- [Records shown]:
---

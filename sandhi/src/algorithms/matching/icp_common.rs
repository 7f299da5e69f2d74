//! Shared utilities for registration algorithms.
//!
//! Contains functionality used by both SAC-IA and ICP:
//! - Nearest-neighbour correspondence search with trimming
//! - MSE to score conversion

use crate::core::kdtree::PointIndex;
use crate::core::types::Point3D;

/// A source/target point pair.
#[derive(Debug, Clone, Copy, PartialEq)]
pub struct Correspondence {
    pub source: usize,
    pub target: usize,
    pub distance_squared: f32,
}

/// Find nearest-neighbour correspondences for already-transformed source
/// points.
///
/// Pairs farther than `max_distance` are rejected; then the worst
/// `outlier_ratio` fraction is trimmed, never below `min_keep` pairs.
/// Result is sorted by ascending distance.
pub fn find_correspondences(
    source: &[Point3D],
    target_index: &PointIndex,
    max_distance: f32,
    outlier_ratio: f32,
    min_keep: usize,
) -> Vec<Correspondence> {
    let max_dist_sq = max_distance * max_distance;
    let mut correspondences: Vec<Correspondence> = source
        .iter()
        .enumerate()
        .filter_map(|(i, p)| {
            let (j, d2) = target_index.nearest(p)?;
            (d2 <= max_dist_sq).then_some(Correspondence {
                source: i,
                target: j,
                distance_squared: d2,
            })
        })
        .collect();

    correspondences.sort_by(|a, b| a.distance_squared.total_cmp(&b.distance_squared));

    if outlier_ratio > 0.0 && !correspondences.is_empty() {
        let keep = ((1.0 - outlier_ratio) * correspondences.len() as f32) as usize;
        correspondences.truncate(keep.max(min_keep));
    }

    correspondences
}

/// Mean squared distance of a correspondence set, `f32::MAX` when empty.
pub fn correspondence_mse(correspondences: &[Correspondence]) -> f32 {
    if correspondences.is_empty() {
        return f32::MAX;
    }
    correspondences
        .iter()
        .map(|c| c.distance_squared)
        .sum::<f32>()
        / correspondences.len() as f32
}

/// Convert MSE to a 0-1 score.
///
/// Uses linear decay based on RMSE (root mean squared error):
/// - Score 1.0 at RMSE = 0
/// - Score 0.5 at RMSE = 10cm
/// - Score 0.0 at RMSE ≥ 20cm
#[inline]
pub fn mse_to_score(mse: f32) -> f32 {
    let rmse = mse.sqrt();
    (1.0 - rmse * 5.0).clamp(0.0, 1.0)
}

---

- [Action item]: Copy the lines from the start of the data verbatim, stopping after the line containing "use crate::core::kdtree::PointIndex;".

- [Answer box]:
filename sandhi/src/algorithms/matching/icp_common.rs
repository 7f299da5e69f2d74
//! Shared utilities for registration algorithms.
//!
//! Contains functionality used by both SAC-IA and ICP:
//! - Nearest-neighbour correspondence search with trimming
//! - MSE to score conversion

use crate::core::kdtree::PointIndex;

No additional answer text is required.